JPH0882804A - Method for arranging external connecting terminal of liquid crystal display device - Google Patents

Abstract

PURPOSE: To prevent the destruction and malfunction of a liquid crystal display device by erroneous connection and short circuit by adjacently arranging external connecting terminals for inputting low-frequency signals in such a manner that the external connecting terminals to be inputted with the high-frequency signals operating at timing different from each other are held from both sides. CONSTITUTION: The high-frequency signals, such as shift clock XSCL and display data latch signal OP of a signal electrode driving circuit are so arranged as to be parted from the other high-frequency signals and to be enclosed by the low-frequency signals or power sources. Namely, the XSCL is held by a scanning start pulse YD and a display prohibition signal INH. The LP is held by the INH and the logic power source Vcc. As to display data D0 to D7 , all the signals change at the same timing and, therefore, the sepn. of each of the respective display data terminals by the power source is not always necessary. The arrangement of the connecting terminals is executed by enclosing the signal wires with GND and VLCD from both sides, by which the generation of noises by the signal lines held therebetween and the infiltration of external noises into the held signal lines are relieved by a shielding effect.

Description

Detailed Description of the Invention

[0001]

BACKGROUND OF THE INVENTION 1. Field of the Invention The present invention relates to a method of arranging signals and power supply terminals for connecting a liquid crystal display device and a system body.

[0002]

2. Description of the Related Art The arrangement of external connection terminals in a conventional liquid crystal display device is made compact as shown in FIG.
It has the following features for the purpose of saving space.

(A) The power source and the signal terminal are mixed (in the same connection) and integrally arranged.

(B) In a single-row arrangement type terminal arrangement, reverse connection,
Many of them do not have a slip connection prevention structure.

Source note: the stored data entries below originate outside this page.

//! # Key Table
//!
//! An in-memory store of keypairs addressed by opaque numeric handles.
//!
//! ## Memory and Lifetime
//! - Handles stay valid until [`KeyTable::unload`] or [`KeyTable::clear`].
//! - Secret bytes are zeroized when their entry is removed or the table is dropped.
//! - A [`Keypair`] is rebuilt for each signature and never kept around.

use crate::error::SignerError;
use dashmap::DashMap;
use solana_sdk::{
    pubkey::Pubkey,
    signature::{Keypair, Signature, Signer},
};
use std::sync::atomic::{AtomicU64, Ordering};
use zeroize::Zeroize;

pub type Handle = u64;

/// Secret key bytes (`[secret || public]`, 64 bytes) with their public key.
struct KeyEntry {
    secret: Vec<u8>,
    pubkey: Pubkey,
}

impl Drop for KeyEntry {
    fn drop(&mut self) {
        self.secret.zeroize();
    }
}

pub struct KeyTable {
    entries: DashMap<Handle, KeyEntry>,
    next_handle: AtomicU64,
}

impl Default for KeyTable {
    fn default() -> Self {
        Self {
            entries: DashMap::new(),
            next_handle: AtomicU64::new(1),
        }
    }
}

impl std::fmt::Debug for KeyTable {
    fn fmt(&self, f: &mut std::fmt::Formatter<'_>) -> std::fmt::Result {
        f.debug_struct("KeyTable")
            .field("loaded", &self.entries.len())
            .finish()
    }
}

impl KeyTable {
    pub fn new() -> Self {
        Self::default()
    }

    /// Generates a fresh keypair and loads it.
    pub fn generate(&self) -> Handle {
        let keypair = Keypair::new();
        let mut bytes = keypair.to_bytes();
        let handle = self.insert(bytes.to_vec(), keypair.pubkey());
        bytes.zeroize();
        handle
    }

    /// Loads a 64-byte keypair. The caller keeps ownership of `bytes`.
    pub fn load(&self, bytes: &[u8]) -> Result<Handle, SignerError> {
        let keypair =
            Keypair::try_from(bytes).map_err(|e| SignerError::InvalidKey(e.to_string()))?;
        Ok(self.insert(bytes.to_vec(), keypair.pubkey()))
    }

    fn insert(&self, secret: Vec<u8>, pubkey: Pubkey) -> Handle {
        let handle = self.next_handle.fetch_add(1, Ordering::Relaxed);
        self.entries.insert(handle, KeyEntry { secret, pubkey });
        tracing::debug!(handle, %pubkey, "Key loaded");
        handle
    }

    pub fn unload(&self, handle: Handle) -> Result<(), SignerError> {
        self.entries
            .remove(&handle)
            .map(|_| ())
            .ok_or(SignerError::InvalidHandle(handle))
    }

    /// Drops every key, zeroizing the secrets.
    pub fn clear(&self) {
        self.entries.clear();
        self.entries.shrink_to_fit();
    }

    pub fn len(&self) -> usize {
        self.entries.len()
    }

    pub fn is_empty(&self) -> bool {
        self.entries.is_empty()
    }

    pub fn public_key(&self, handle: Handle) -> Result<Pubkey, SignerError> {
        self.entries
            .get(&handle)
            .map(|entry| entry.pubkey)
            .ok_or(SignerError::InvalidHandle(handle))
    }

    /// The handle holding the key for `pubkey`, if loaded.
    pub fn find(&self, pubkey: &Pubkey) -> Option<Handle> {
        self.entries
            .iter()
            .find(|entry| entry.pubkey == *pubkey)
            .map(|entry| *entry.key())
    }

    pub fn sign(&self, handle: Handle, message: &[u8]) -> Result<Signature, SignerError> {
        let entry = self
            .entries
            .get(&handle)
            .ok_or(SignerError::InvalidHandle(handle))?;
        let keypair = Keypair::try_from(entry.secret.as_slice())
            .map_err(|e| SignerError::InvalidKey(e.to_string()))?;
        Ok(keypair.sign_message(message))
    }
}

#[cfg(test)]
mod tests {
    use super::*;

    #[test]
    fn load_and_unload_lifecycle() {
        let table = KeyTable::new();
        let keypair = Keypair::new();
        let handle = table.load(&keypair.to_bytes()).unwrap();
        assert_ne!(handle, 0);
        assert_eq!(table.public_key(handle).unwrap(), keypair.pubkey());
        assert_eq!(table.find(&keypair.pubkey()), Some(handle));

        table.unload(handle).unwrap();
        assert!(matches!(
            table.unload(handle),
            Err(SignerError::InvalidHandle(h)) if h == handle
        ));
        assert!(table.find(&keypair.pubkey()).is_none());
    }

    #[test]
    fn signatures_match_the_keypair() {
        let table = KeyTable::new();
        let keypair = Keypair::new();
        let handle = table.load(&keypair.to_bytes()).unwrap();

        let signature = table.sign(handle, b"payload").unwrap();
        assert_eq!(signature, keypair.sign_message(b"payload"));
    }

    #[test]
    fn rejects_malformed_keys() {
        let table = KeyTable::new();
        assert!(matches!(table.load(&[0u8; 10]), Err(SignerError::InvalidKey(_))));
        assert!(table.is_empty());
    }

    #[test]
    fn handles_are_unique_and_clear_empties_the_table() {
        let table = KeyTable::new();
        let a = table.generate();
        let b = table.generate();
        assert_ne!(a, b);
        assert_eq!(table.len(), 2);

        table.clear();
        assert!(table.is_empty());
        assert!(matches!(table.sign(a, b"x"), Err(SignerError::InvalidHandle(_))));
    }
}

In FIG. 3, GND is a common power source for the liquid crystal driver, V _CC is a logic power source (+5 V) for the liquid crystal driver to which the signals shown in the figure are input, and V _LCD is a liquid crystal drive power source (maximum potential of 15 to +30 V). Is. Display data latch signal LP, shift clock XSCL of signal electrode drive circuit
Is a signal that should not be affected by noise or level fluctuation in circuit operation. On the other hand, the liquid crystal alternating signal FR, the display blanking signal YDIS, and the scan scan pulse YD are
It is a low frequency signal. Further, the display data D ₀ -D ₇ is XS
It is a signal that operates in synchronization with CL, but if the signal level at the falling edge of XSCL is stable, there is no problem in operation.

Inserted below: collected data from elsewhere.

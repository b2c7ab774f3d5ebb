use async_trait::async_trait;
use serde_json::{json, Value};
use solana_sdk::{hash::Hash, pubkey::Pubkey, signature::Signature};
use solkit_connector::{
    cluster::{HttpTransport, SocketOpener},
    connectors::{FeePayer, InjectedConnector, MockConnector, ProviderRegistry, TransferArgs},
    Client, Cluster, Connector, ConnectorConfig, ConnectorError, Result, TransactionIntent,
};
use std::{
    collections::HashMap,
    sync::{Arc, Mutex},
};
use tokio::sync::{mpsc, Notify};

/// Answers each JSON-RPC method with a fixed `result`.
#[derive(Default)]
struct FixedHttp {
    results: Mutex<HashMap<String, Value>>,
    calls: Mutex<Vec<Value>>,
}

impl FixedHttp {
    fn set(&self, method: &str, result: Value) {
        self.results.lock().unwrap().insert(method.to_string(), result);
    }

    fn calls(&self, method: &str) -> Vec<Value> {
        self.calls
            .lock()
            .unwrap()
            .iter()
            .filter(|c| c["method"] == method)
            .cloned()
            .collect()
    }
}

#[async_trait]
impl HttpTransport for FixedHttp {
    async fn post(&self, _endpoint: &str, body: &Value) -> Result<Value> {
        self.calls.lock().unwrap().push(body.clone());
        let method = body["method"].as_str().unwrap_or_default();
        match self.results.lock().unwrap().get(method) {
            Some(result) => Ok(json!({ "jsonrpc": "2.0", "id": body["id"], "result": result })),
            None => Ok(json!({ "jsonrpc": "2.0", "id": body["id"], "error": { "code": -32601, "message": "Method not found" } })),
        }
    }
}

/// Hands the cluster side of every opened socket to the test.
#[derive(Default)]
struct LoopbackOpener {
    peers: Mutex<Vec<(mpsc::Receiver<String>, mpsc::Sender<String>)>>,
}

#[async_trait]
impl SocketOpener for LoopbackOpener {
    async fn open(
        &self,
        _url: &str,
        buffer: usize,
    ) -> Result<(mpsc::Sender<String>, mpsc::Receiver<String>)> {
        let (out_tx, out_rx) = mpsc::channel(buffer);
        let (in_tx, in_rx) = mpsc::channel(buffer);
        self.peers.lock().unwrap().push((out_rx, in_tx));
        Ok((out_tx, in_rx))
    }
}

impl LoopbackOpener {
    async fn next_peer(&self) -> (mpsc::Receiver<String>, mpsc::Sender<String>) {
        loop {
            {
                let mut peers = self.peers.lock().unwrap();
                if !peers.is_empty() {
                    return peers.remove(0);
                }
            }
            tokio::task::yield_now().await;
        }
    }
}

/// Parks the first socket open until the test releases it.
#[derive(Default)]
struct Gate {
    started: Notify,
    release: Notify,
}

/// Opens sockets whose far end answers every request on its own, and records
/// which URL each request arrived on.
#[derive(Default)]
struct AnsweringOpener {
    opened: Mutex<Vec<String>>,
    requests: Arc<Mutex<Vec<(String, String)>>>,
    /// Sent as the `error` of every answer instead of a subscription id.
    rejection: Option<Value>,
    gate: Option<Gate>,
}

#[async_trait]
impl SocketOpener for AnsweringOpener {
    async fn open(
        &self,
        url: &str,
        buffer: usize,
    ) -> Result<(mpsc::Sender<String>, mpsc::Receiver<String>)> {
        let first = {
            let mut opened = self.opened.lock().unwrap();
            opened.push(url.to_string());
            opened.len() == 1
        };
        if let (true, Some(gate)) = (first, &self.gate) {
            gate.started.notify_one();
            gate.release.notified().await;
        }

        let (out_tx, mut out_rx) = mpsc::channel::<String>(buffer);
        let (in_tx, in_rx) = mpsc::channel(buffer);
        let url = url.to_string();
        let requests = self.requests.clone();
        let rejection = self.rejection.clone();
        tokio::spawn(async move {
            let mut next_subscription = 100u64;
            while let Some(text) = out_rx.recv().await {
                let request: Value = serde_json::from_str(&text).unwrap();
                let method = request["method"].as_str().unwrap_or_default().to_string();
                requests.lock().unwrap().push((url.clone(), method));
                let answer = match &rejection {
                    Some(error) => json!({ "jsonrpc": "2.0", "id": request["id"], "error": error }),
                    None => {
                        next_subscription += 1;
                        json!({ "jsonrpc": "2.0", "id": request["id"], "result": next_subscription })
                    }
                };
                if in_tx.send(answer.to_string()).await.is_err() {
                    break;
                }
            }
        });
        Ok((out_tx, in_rx))
    }
}

fn answering_client(opener: AnsweringOpener) -> (Client, Arc<AnsweringOpener>) {
    let opener = Arc::new(opener);
    let client = Client::with_transports(
        &ConnectorConfig::default(),
        vec![MockConnector::new().into()],
        Arc::new(FixedHttp::default()),
        opener.clone(),
    )
    .unwrap();
    (client, opener)
}

async fn recv_json(rx: &mut mpsc::Receiver<String>) -> Value {
    serde_json::from_str(&rx.recv().await.unwrap()).unwrap()
}

fn client(connectors: Vec<Connector>) -> (Client, Arc<FixedHttp>, Arc<LoopbackOpener>) {
    let http = Arc::new(FixedHttp::default());
    let opener = Arc::new(LoopbackOpener::default());
    let client = Client::with_transports(
        &ConnectorConfig::default(),
        connectors,
        http.clone(),
        opener.clone(),
    )
    .unwrap();
    (client, http, opener)
}

#[tokio::test]
async fn connect_against_unavailable_connector_is_none() {
    let registry = Arc::new(ProviderRegistry::new());
    let (client, _, _) = client(vec![InjectedConnector::new("phantom", registry).into()]);

    assert_eq!(client.connect().await.unwrap(), None);
    assert_eq!(client.sign_message("hi").await.unwrap(), None);
    assert_eq!(client.address(), None);
}

#[tokio::test]
async fn balance_of_connected_address() {
    let (client, http, _) = client(vec![MockConnector::new().into()]);
    http.set("getBalance", json!({ "context": { "slot": 3 }, "value": 42 }));

    assert_eq!(client.get_balance(None).await.unwrap(), None);

    let address = client.connect().await.unwrap().unwrap();
    assert_eq!(client.get_balance(None).await.unwrap(), Some(42));
    assert_eq!(http.calls("getBalance")[0]["params"][0], address.to_string());
}

#[tokio::test]
async fn rpc_failure_surfaces_as_error() {
    let (client, _, _) = client(vec![MockConnector::new().into()]);
    client.connect().await.unwrap();

    let err = client.get_balance(None).await.unwrap_err();
    assert!(matches!(err, ConnectorError::Rpc { code: -32601, .. }));
}

#[tokio::test]
async fn watch_transaction_delivers_and_unsubscribes_once() {
    let (client, _, opener) = client(vec![MockConnector::new().into()]);
    let signature = Signature::new_unique();

    let (subscription, (mut from_client, to_client)) = tokio::join!(
        client.watch_transaction(&signature),
        async {
            let (mut from_client, to_client) = opener.next_peer().await;
            let subscribe = recv_json(&mut from_client).await;
            assert_eq!(subscribe["method"], "signatureSubscribe");
            assert_eq!(subscribe["params"][0], signature.to_string());
            to_client
                .send(json!({ "jsonrpc": "2.0", "id": subscribe["id"], "result": 1234 }).to_string())
                .await
                .unwrap();
            (from_client, to_client)
        },
    );
    let mut subscription = subscription.unwrap().unwrap();

    to_client
        .send(
            json!({
                "jsonrpc": "2.0",
                "method": "signatureNotification",
                "params": { "subscription": 1234, "result": { "context": { "slot": 5 }, "value": { "err": null } } }
            })
            .to_string(),
        )
        .await
        .unwrap();

    let notification = subscription.next().await.unwrap();
    assert_eq!(notification["value"]["err"], Value::Null);

    let unsubscribe = subscription.unsubscriber();
    unsubscribe.unsubscribe().await.unwrap();
    unsubscribe.unsubscribe().await.unwrap();
    drop(subscription);

    let sent = recv_json(&mut from_client).await;
    assert_eq!(sent["method"], "signatureUnsubscribe");
    assert_eq!(sent["params"], json!([1234]));

    drop(unsubscribe);
    tokio::task::yield_now().await;
    assert!(from_client.try_recv().is_err());
}

#[tokio::test]
async fn rejected_watch_is_an_rpc_error() {
    let (client, opener) = answering_client(AnsweringOpener {
        rejection: Some(json!({ "code": -32602, "message": "Invalid signature" })),
        ..AnsweringOpener::default()
    });

    let err = client
        .watch_transaction(&Signature::new_unique())
        .await
        .unwrap_err();
    match err {
        ConnectorError::Rpc { method, code, message } => {
            assert_eq!(method, "signatureSubscribe");
            assert_eq!(code, -32602);
            assert_eq!(message, "Invalid signature");
        }
        other => panic!("unexpected error {other:?}"),
    }
    // A rejected subscription has nothing to cancel.
    tokio::task::yield_now().await;
    assert_eq!(opener.requests.lock().unwrap().len(), 1);
}

#[tokio::test]
async fn switching_network_while_the_socket_opens_subscribes_on_the_new_cluster() {
    let (client, opener) = answering_client(AnsweringOpener {
        gate: Some(Gate::default()),
        ..AnsweringOpener::default()
    });
    let gate = opener.gate.as_ref().unwrap();

    let watching = tokio::spawn({
        let client = client.clone();
        async move { client.watch_transaction(&Signature::new_unique()).await }
    });
    gate.started.notified().await;
    client.switch_network(Cluster::testnet());
    gate.release.notify_one();
    let _first = watching.await.unwrap().unwrap().unwrap();

    assert_eq!(
        *opener.opened.lock().unwrap(),
        vec![
            "wss://api.devnet.solana.com".to_string(),
            "wss://api.testnet.solana.com".to_string(),
        ]
    );
    assert_eq!(
        *opener.requests.lock().unwrap(),
        vec![(
            "wss://api.testnet.solana.com".to_string(),
            "signatureSubscribe".to_string()
        )]
    );

    // The next subscription reuses the testnet socket.
    let _second = client
        .watch_transaction(&Signature::new_unique())
        .await
        .unwrap()
        .unwrap();
    assert_eq!(opener.opened.lock().unwrap().len(), 2);
    assert!(opener
        .requests
        .lock()
        .unwrap()
        .iter()
        .all(|(url, _)| url == "wss://api.testnet.solana.com"));
}

#[tokio::test]
async fn unknown_connector_id_keeps_the_previous_one() {
    let registry = Arc::new(ProviderRegistry::new());
    let (client, _, _) = client(vec![
        MockConnector::new().into(),
        InjectedConnector::new("phantom", registry).into(),
    ]);
    client.set_active_connector("injected-phantom").unwrap();

    let err = client.set_active_connector("walletconnect").unwrap_err();
    assert!(matches!(err, ConnectorError::UnknownConnector(_)));
    assert_eq!(client.store().active_connector_id(), "injected-phantom");
}

#[tokio::test]
async fn switching_network_moves_requests_and_notifies() {
    let (client, _, _) = client(vec![MockConnector::new().into()]);
    let mut network = client.watch_network();

    client.switch_network(Cluster::testnet());
    network.changed().await.unwrap();
    assert_eq!(network.borrow().name, "testnet");
    assert_eq!(client.network().endpoint, "https://api.testnet.solana.com");
}

#[tokio::test]
async fn fee_for_message_builds_a_fresh_transaction() {
    let (client, http, _) = client(vec![MockConnector::new().into()]);
    http.set(
        "getLatestBlockhash",
        json!({ "value": { "blockhash": Hash::new_unique().to_string(), "lastValidBlockHeight": 1 } }),
    );
    http.set("getFeeForMessage", json!({ "context": { "slot": 1 }, "value": 5000 }));
    client.connect().await.unwrap();

    let intent = TransactionIntent::Transfer(TransferArgs {
        to: Pubkey::new_unique(),
        amount_in_lamports: 10,
        fee_payer: FeePayer::From,
    });
    assert_eq!(client.get_fee_for_message(&intent).await.unwrap(), Some(5000));
    assert_eq!(http.calls("getLatestBlockhash").len(), 1);
}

As already known, the outer shape of the liquid crystal display device is such that the liquid crystal display panel 1 is fixed to the circuit board 2 by the parting plate 5. The flexible cable 3 having the external connection terminal portion 4 is soldered to the circuit board 2 using a small space. The cable 3 may not be provided depending on the type of liquid crystal display device. This structure is the same in FIG. 1 showing the present invention.

[0007]

However, in the above-mentioned prior art, since the signal terminal and the V _CC terminal are adjacent to the V _LCD terminal to which a voltage several times higher than the logic power supply V _CC is applied,
If a short circuit is made with an adjacent terminal by mistake, the liquid crystal driver incorporated in the liquid crystal display device may be destroyed.
In addition, even if it is not structured to prevent reverse connection or slip connection,
In the case of incorrect connection, the liquid crystal driver may be broken as well.

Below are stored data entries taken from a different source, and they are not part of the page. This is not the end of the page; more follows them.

use super::socket::ClusterSocket;
use crate::{error::Result, store::Store};
use serde_json::Value;
use std::{
    pin::Pin,
    sync::{
        atomic::{AtomicBool, Ordering},
        Arc,
    },
    task::{Context, Poll},
};
use tokio::sync::mpsc;
use tokio_stream::{wrappers::ReceiverStream, Stream};

/// The push subscription methods the cluster layer supports.
#[derive(Debug, Clone, Copy, PartialEq, Eq, Hash)]
pub enum SubscribeMethod {
    Account,
    Logs,
    Program,
    Signature,
    Slot,
    Root,
}

impl SubscribeMethod {
    pub fn as_str(&self) -> &'static str {
        match self {
            SubscribeMethod::Account => "accountSubscribe",
            SubscribeMethod::Logs => "logsSubscribe",
            SubscribeMethod::Program => "programSubscribe",
            SubscribeMethod::Signature => "signatureSubscribe",
            SubscribeMethod::Slot => "slotSubscribe",
            SubscribeMethod::Root => "rootSubscribe",
        }
    }

    /// `xSubscribe` -> `xUnsubscribe`.
    pub fn unsubscribe_method(&self) -> String {
        self.as_str().replace("Subscribe", "Unsubscribe")
    }
}

impl std::fmt::Display for SubscribeMethod {
    fn fmt(&self, f: &mut std::fmt::Formatter<'_>) -> std::fmt::Result {
        f.write_str(self.as_str())
    }
}

struct UnsubscribeInner {
    request_id: u64,
    method: SubscribeMethod,
    socket: ClusterSocket,
    store: Arc<Store>,
    done: AtomicBool,
}

impl UnsubscribeInner {
    /// Claims the one-and-only unsubscribe. Returns `false` if already claimed.
    fn claim(&self) -> bool {
        !self.done.swap(true, Ordering::AcqRel)
    }
}

impl Drop for UnsubscribeInner {
    fn drop(&mut self) {
        if !self.claim() {
            return;
        }
        let unsubscribe_id = self.store.next_request_id();
        if let Err(e) = self.socket.try_unsubscribe(self.request_id, unsubscribe_id) {
            tracing::warn!(
                method = %self.method,
                request_id = self.request_id,
                "Failed to unsubscribe on drop: {}",
                e
            );
        }
    }
}

/// A clonable cancellation handle for one subscription.
///
/// The `*Unsubscribe` request is sent at most once, no matter how many clones
/// call [`Unsubscribe::unsubscribe`] or how often. When the last handle is
/// dropped without having been called, the subscription is cancelled anyway.
#[derive(Clone)]
pub struct Unsubscribe {
    inner: Arc<UnsubscribeInner>,
}

impl std::fmt::Debug for Unsubscribe {
    fn fmt(&self, f: &mut std::fmt::Formatter<'_>) -> std::fmt::Result {
        f.debug_struct("Unsubscribe")
            .field("request_id", &self.inner.request_id)
            .field("method", &self.inner.method)
            .field("done", &self.is_done())
            .finish()
    }
}

impl Unsubscribe {
    pub(crate) fn new(
        request_id: u64,
        method: SubscribeMethod,
        socket: ClusterSocket,
        store: Arc<Store>,
    ) -> Self {
        Self {
            inner: Arc::new(UnsubscribeInner {
                request_id,
                method,
                socket,
                store,
                done: AtomicBool::new(false),
            }),
        }
    }

    /// Cancels the subscription. Calling it again, or after the notification
    /// already fired, is a no-op.
    pub async fn unsubscribe(&self) -> Result<()> {
        if !self.inner.claim() {
            return Ok(());
        }
        let unsubscribe_id = self.inner.store.next_request_id();
        self.inner
            .socket
            .unsubscribe(self.inner.request_id, unsubscribe_id)
            .await
    }

    /// Marks the handle as spent without sending anything, for a subscribe
    /// the cluster never accepted.
    pub(crate) fn disarm(&self) {
        self.inner.done.store(true, Ordering::Release);
    }

    pub fn is_done(&self) -> bool {
        self.inner.done.load(Ordering::Acquire)
    }

    pub fn request_id(&self) -> u64 {
        self.inner.request_id
    }
}

/// A live push subscription. Each item is a notification's `params.result`.
///
/// The stream ends when the subscription is cancelled or the socket closes.
#[derive(Debug)]
pub struct Subscription {
    notifications: mpsc::Receiver<Value>,
    unsubscribe: Unsubscribe,
}

impl Subscription {
    pub(crate) fn new(notifications: mpsc::Receiver<Value>, unsubscribe: Unsubscribe) -> Self {
        Self {
            notifications,
            unsubscribe,
        }
    }

    pub async fn next(&mut self) -> Option<Value> {
        self.notifications.recv().await
    }

    pub fn request_id(&self) -> u64 {
        self.unsubscribe.request_id()
    }

    pub fn unsubscriber(&self) -> Unsubscribe {
        self.unsubscribe.clone()
    }

    pub async fn unsubscribe(self) -> Result<()> {
        self.unsubscribe.unsubscribe().await
    }

    pub fn into_stream(self) -> SubscriptionStream {
        SubscriptionStream {
            inner: ReceiverStream::new(self.notifications),
            _unsubscribe: self.unsubscribe,
        }
    }

    /// Runs `callback` for every notification on a dedicated task.
    ///
    /// The task keeps the subscription alive until the returned handle (or any
    /// clone) is used to unsubscribe, or the socket goes away.
    pub fn on_notification<F>(mut self, mut callback: F) -> Unsubscribe
    where
        F: FnMut(Value) + Send + 'static,
    {
        let handle = self.unsubscribe.clone();
        tokio::spawn(async move {
            while let Some(value) = self.next().await {
                callback(value);
            }
            tracing::debug!(request_id = self.request_id(), "Notification task finished");
        });
        handle
    }
}

/// [`Subscription`] as a [`Stream`]. Dropping it cancels the subscription.
#[derive(Debug)]
pub struct SubscriptionStream {
    inner: ReceiverStream<Value>,
    _unsubscribe: Unsubscribe,
}

impl Stream for SubscriptionStream {
    type Item = Value;

    fn poll_next(mut self: Pin<&mut Self>, cx: &mut Context<'_>) -> Poll<Option<Value>> {
        Pin::new(&mut self.inner).poll_next(cx)
    }
}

As the capacity of LCD further increases, XS
Signals such as CL and D _{0 to} D ₇ have high frequencies, and malfunctions due to mutual interference with other signals have become apparent.

Therefore, the present invention solves such a problem, and an object thereof is to prevent destruction or malfunction of the liquid crystal display device due to misconnection or short circuit by devising the arrangement of the external connection terminals. To do.

[0010]

The method of arranging external connection terminals according to the present invention is characterized in that a power source or a low frequency signal terminal is arranged between high frequency signal terminals operating at different timings.

[0011]

According to the above arrangement method of the present invention, a high frequency signal is shielded by a power source and a low frequency signal, so that malfunction due to mutual interference is reduced.

[0012]

1 is an example showing a terminal arrangement of an external connection portion of a liquid crystal display device according to the present invention. Since the connection relationship between each terminal and the liquid crystal drive circuit or the liquid crystal panel 1 is already known, it is not shown here. The cause of destruction of the drive circuit at the time of erroneous connection is voltage breakdown (insulating film breakdown, junction breakdown) due to the high voltage V _LCD being applied to the logic section, and overcurrent breakdown due to forward biasing of the PN junction ( It is conceivable that the wiring melts or the bonding part peels off. For the latter cause, the current flows in a distributed manner in a plurality of drivers, and the output current capacity of the power source is finite, so the driver is less likely to be destroyed. Therefore, with a slight mistake, it is desirable to use a terminal arrangement in which no high voltage is applied other than the V _LCD terminal.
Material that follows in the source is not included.